■ **Task brief**
Line count for the string "AllocationFailure": state how many lines in the records below hold it, giving only the number.

■ **Extracted data entries**
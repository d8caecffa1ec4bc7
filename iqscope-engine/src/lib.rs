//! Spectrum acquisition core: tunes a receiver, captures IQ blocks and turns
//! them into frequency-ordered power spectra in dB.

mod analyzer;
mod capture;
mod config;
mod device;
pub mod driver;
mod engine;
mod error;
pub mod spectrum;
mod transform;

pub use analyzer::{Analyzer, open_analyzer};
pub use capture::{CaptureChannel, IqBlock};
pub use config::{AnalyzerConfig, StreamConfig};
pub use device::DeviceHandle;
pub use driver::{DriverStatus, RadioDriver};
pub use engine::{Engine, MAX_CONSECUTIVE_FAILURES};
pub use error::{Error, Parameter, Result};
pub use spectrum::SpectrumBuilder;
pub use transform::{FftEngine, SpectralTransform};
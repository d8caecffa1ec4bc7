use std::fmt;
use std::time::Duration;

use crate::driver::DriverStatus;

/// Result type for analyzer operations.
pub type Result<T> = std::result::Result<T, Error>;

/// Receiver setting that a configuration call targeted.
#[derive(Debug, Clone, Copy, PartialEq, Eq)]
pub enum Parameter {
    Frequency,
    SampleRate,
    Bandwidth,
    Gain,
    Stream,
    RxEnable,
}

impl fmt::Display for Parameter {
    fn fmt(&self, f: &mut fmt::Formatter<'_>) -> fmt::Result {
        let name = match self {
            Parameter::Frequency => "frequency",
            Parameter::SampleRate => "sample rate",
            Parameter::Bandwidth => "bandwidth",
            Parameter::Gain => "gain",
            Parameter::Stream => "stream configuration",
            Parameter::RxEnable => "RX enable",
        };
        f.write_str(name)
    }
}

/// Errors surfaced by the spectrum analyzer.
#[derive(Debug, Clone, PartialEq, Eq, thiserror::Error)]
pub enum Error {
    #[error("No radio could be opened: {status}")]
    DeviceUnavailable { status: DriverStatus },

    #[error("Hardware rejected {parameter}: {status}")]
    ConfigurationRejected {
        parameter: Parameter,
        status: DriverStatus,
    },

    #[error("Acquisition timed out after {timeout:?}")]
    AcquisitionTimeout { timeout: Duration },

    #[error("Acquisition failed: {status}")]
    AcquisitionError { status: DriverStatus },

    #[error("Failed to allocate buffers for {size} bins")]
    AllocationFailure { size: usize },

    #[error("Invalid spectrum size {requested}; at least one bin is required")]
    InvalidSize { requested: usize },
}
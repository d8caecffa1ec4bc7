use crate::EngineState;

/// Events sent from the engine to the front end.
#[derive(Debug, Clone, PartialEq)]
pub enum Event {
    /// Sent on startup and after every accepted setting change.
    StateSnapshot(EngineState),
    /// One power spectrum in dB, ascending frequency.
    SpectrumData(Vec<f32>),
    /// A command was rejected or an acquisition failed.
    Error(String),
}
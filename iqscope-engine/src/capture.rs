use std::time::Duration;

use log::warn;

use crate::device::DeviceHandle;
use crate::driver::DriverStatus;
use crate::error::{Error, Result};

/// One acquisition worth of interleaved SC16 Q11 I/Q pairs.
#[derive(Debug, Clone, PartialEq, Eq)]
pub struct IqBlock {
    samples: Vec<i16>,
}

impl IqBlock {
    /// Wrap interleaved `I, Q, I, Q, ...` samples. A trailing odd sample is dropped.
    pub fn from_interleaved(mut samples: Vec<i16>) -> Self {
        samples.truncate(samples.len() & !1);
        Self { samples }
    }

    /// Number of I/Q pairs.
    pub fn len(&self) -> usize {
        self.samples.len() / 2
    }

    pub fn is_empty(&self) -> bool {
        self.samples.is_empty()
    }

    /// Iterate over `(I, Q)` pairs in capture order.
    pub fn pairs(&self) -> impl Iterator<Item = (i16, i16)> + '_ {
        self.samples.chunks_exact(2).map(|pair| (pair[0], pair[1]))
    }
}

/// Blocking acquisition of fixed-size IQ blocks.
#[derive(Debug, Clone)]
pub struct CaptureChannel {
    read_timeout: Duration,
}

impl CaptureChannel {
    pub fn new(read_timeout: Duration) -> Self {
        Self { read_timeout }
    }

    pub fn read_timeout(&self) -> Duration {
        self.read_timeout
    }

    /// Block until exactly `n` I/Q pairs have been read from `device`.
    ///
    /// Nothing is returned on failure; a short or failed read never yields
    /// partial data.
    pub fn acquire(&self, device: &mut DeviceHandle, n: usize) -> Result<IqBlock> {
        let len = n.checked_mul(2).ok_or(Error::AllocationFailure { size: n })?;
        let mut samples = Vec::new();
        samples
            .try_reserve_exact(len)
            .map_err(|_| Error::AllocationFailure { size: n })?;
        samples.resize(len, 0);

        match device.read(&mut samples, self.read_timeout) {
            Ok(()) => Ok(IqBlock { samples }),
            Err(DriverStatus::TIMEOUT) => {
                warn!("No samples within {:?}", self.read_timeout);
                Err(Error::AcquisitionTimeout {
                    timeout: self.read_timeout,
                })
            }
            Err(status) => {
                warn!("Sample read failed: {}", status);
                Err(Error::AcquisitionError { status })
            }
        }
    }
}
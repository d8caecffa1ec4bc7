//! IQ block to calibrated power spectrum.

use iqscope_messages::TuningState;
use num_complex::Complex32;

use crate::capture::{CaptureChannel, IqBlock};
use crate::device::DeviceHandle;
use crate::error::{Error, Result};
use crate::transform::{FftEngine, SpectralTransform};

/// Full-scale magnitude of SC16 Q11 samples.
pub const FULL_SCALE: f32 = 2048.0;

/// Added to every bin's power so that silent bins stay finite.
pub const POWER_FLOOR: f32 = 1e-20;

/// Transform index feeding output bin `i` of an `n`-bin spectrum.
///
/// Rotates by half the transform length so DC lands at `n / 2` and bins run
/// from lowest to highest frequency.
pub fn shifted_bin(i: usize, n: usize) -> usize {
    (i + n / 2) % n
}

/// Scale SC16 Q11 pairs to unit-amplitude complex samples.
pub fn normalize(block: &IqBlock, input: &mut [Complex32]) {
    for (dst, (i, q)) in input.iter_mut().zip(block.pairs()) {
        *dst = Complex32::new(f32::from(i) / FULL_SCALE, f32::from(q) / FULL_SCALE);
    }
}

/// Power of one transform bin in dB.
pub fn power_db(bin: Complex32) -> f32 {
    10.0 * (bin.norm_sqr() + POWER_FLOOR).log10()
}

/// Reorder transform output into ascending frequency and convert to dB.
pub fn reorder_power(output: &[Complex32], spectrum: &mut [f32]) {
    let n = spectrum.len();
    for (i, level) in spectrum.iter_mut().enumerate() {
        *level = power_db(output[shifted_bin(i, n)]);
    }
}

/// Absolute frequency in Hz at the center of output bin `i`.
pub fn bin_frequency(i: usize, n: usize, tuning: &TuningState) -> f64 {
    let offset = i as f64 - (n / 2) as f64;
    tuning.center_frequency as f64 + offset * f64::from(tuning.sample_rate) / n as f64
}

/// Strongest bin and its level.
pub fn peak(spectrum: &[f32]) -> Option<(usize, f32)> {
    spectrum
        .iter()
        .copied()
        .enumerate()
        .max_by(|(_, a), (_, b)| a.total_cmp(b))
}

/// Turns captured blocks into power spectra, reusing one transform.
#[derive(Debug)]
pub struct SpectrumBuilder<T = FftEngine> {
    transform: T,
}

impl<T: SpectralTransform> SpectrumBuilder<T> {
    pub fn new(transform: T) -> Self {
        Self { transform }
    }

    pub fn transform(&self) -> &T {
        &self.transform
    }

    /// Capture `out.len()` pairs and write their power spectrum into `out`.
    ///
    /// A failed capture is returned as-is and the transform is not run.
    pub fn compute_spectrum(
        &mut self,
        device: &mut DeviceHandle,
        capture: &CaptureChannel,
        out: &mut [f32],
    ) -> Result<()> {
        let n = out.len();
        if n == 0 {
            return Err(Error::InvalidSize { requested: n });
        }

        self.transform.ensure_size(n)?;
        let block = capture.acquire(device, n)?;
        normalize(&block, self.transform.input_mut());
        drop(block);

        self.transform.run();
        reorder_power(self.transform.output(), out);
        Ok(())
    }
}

==

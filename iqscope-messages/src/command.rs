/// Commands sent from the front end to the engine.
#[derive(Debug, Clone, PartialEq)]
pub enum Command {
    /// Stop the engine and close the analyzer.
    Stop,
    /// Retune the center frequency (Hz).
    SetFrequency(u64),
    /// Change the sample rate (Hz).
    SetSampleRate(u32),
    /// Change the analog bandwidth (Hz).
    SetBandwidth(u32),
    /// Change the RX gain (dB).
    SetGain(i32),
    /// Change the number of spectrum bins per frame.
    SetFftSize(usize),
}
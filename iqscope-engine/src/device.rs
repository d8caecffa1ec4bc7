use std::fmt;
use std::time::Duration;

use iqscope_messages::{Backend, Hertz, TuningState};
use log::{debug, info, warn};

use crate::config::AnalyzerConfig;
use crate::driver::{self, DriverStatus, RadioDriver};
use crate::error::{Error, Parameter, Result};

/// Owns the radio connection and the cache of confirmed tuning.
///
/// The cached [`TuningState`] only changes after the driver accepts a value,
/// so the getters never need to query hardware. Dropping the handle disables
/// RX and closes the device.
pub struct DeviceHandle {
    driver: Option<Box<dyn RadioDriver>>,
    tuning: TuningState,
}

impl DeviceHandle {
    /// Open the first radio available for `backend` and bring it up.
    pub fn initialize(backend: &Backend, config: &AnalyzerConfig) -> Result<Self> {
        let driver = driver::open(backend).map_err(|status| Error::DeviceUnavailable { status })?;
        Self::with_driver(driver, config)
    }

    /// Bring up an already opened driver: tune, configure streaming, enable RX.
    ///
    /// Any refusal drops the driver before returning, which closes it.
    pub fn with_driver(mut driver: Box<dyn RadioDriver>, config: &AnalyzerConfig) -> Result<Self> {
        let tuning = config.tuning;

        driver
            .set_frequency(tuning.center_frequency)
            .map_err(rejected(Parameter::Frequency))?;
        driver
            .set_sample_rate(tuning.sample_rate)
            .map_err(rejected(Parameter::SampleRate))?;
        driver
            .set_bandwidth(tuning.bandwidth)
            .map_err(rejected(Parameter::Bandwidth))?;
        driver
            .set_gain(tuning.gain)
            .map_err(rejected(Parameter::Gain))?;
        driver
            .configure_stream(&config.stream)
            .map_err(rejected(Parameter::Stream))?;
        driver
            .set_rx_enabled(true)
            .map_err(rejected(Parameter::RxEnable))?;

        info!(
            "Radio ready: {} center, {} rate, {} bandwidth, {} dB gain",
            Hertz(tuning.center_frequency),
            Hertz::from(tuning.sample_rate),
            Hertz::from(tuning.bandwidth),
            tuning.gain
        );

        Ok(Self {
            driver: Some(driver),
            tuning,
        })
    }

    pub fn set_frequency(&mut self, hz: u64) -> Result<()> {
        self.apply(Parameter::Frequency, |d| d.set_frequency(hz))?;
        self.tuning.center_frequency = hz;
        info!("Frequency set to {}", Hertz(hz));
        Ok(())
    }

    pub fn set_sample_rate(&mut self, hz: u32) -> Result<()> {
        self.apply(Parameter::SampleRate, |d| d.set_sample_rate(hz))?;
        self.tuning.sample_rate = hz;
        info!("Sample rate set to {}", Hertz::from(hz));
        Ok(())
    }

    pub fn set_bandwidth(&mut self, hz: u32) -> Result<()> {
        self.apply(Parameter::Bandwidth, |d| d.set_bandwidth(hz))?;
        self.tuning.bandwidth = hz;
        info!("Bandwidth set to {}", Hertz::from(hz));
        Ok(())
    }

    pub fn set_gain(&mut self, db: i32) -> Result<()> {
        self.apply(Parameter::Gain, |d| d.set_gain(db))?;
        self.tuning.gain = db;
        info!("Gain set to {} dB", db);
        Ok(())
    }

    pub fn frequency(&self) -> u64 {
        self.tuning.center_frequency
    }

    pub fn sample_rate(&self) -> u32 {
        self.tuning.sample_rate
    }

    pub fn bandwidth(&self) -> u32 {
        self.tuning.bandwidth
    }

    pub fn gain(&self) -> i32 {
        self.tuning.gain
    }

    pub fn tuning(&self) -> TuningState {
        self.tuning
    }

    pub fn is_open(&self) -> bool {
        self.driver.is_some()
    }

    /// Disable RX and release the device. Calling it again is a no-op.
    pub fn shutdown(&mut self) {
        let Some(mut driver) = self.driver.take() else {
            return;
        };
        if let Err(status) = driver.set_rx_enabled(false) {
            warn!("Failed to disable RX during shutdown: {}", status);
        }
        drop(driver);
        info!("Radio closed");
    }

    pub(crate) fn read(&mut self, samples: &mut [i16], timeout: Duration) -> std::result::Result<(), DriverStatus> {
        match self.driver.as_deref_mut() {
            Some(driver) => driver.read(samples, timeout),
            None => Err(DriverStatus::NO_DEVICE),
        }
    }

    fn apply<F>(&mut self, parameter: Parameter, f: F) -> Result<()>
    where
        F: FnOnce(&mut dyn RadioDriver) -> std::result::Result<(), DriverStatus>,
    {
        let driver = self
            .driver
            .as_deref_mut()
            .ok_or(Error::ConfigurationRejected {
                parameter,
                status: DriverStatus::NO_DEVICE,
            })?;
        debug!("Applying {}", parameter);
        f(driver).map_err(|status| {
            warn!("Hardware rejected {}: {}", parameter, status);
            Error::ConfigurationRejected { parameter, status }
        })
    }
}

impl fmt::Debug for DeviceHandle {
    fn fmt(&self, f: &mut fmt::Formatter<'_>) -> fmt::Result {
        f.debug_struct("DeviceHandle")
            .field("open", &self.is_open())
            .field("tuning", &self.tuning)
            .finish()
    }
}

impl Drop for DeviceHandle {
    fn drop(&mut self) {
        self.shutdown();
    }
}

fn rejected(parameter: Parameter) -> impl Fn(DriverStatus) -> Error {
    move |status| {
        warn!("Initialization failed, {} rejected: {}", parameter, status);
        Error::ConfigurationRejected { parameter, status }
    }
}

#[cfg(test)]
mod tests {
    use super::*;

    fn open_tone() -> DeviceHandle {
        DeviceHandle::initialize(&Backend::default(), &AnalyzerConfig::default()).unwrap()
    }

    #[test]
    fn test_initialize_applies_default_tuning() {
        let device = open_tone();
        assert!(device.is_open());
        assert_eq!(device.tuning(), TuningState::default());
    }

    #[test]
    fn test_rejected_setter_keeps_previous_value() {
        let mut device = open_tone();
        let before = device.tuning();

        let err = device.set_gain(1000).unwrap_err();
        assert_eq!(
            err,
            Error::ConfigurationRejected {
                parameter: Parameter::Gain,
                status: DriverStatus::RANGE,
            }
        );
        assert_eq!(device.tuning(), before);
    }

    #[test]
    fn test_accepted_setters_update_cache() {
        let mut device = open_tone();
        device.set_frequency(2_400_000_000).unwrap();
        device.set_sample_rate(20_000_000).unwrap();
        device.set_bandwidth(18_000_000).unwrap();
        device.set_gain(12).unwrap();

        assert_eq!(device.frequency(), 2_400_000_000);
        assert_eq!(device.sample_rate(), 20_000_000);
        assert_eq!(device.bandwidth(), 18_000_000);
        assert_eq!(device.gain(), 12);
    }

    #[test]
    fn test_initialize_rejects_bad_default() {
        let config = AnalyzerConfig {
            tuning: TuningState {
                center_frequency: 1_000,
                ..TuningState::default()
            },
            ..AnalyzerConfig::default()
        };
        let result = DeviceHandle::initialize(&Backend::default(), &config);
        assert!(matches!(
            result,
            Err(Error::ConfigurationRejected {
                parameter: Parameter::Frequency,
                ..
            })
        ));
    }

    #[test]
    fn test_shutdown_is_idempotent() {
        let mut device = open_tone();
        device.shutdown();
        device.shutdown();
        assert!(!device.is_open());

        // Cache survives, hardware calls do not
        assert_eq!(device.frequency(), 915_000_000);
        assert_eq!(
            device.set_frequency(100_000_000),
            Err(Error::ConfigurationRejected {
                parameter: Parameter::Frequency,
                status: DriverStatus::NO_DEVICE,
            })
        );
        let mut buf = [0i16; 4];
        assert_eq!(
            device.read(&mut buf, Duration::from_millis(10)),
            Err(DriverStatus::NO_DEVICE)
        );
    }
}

■ **Expected output**
3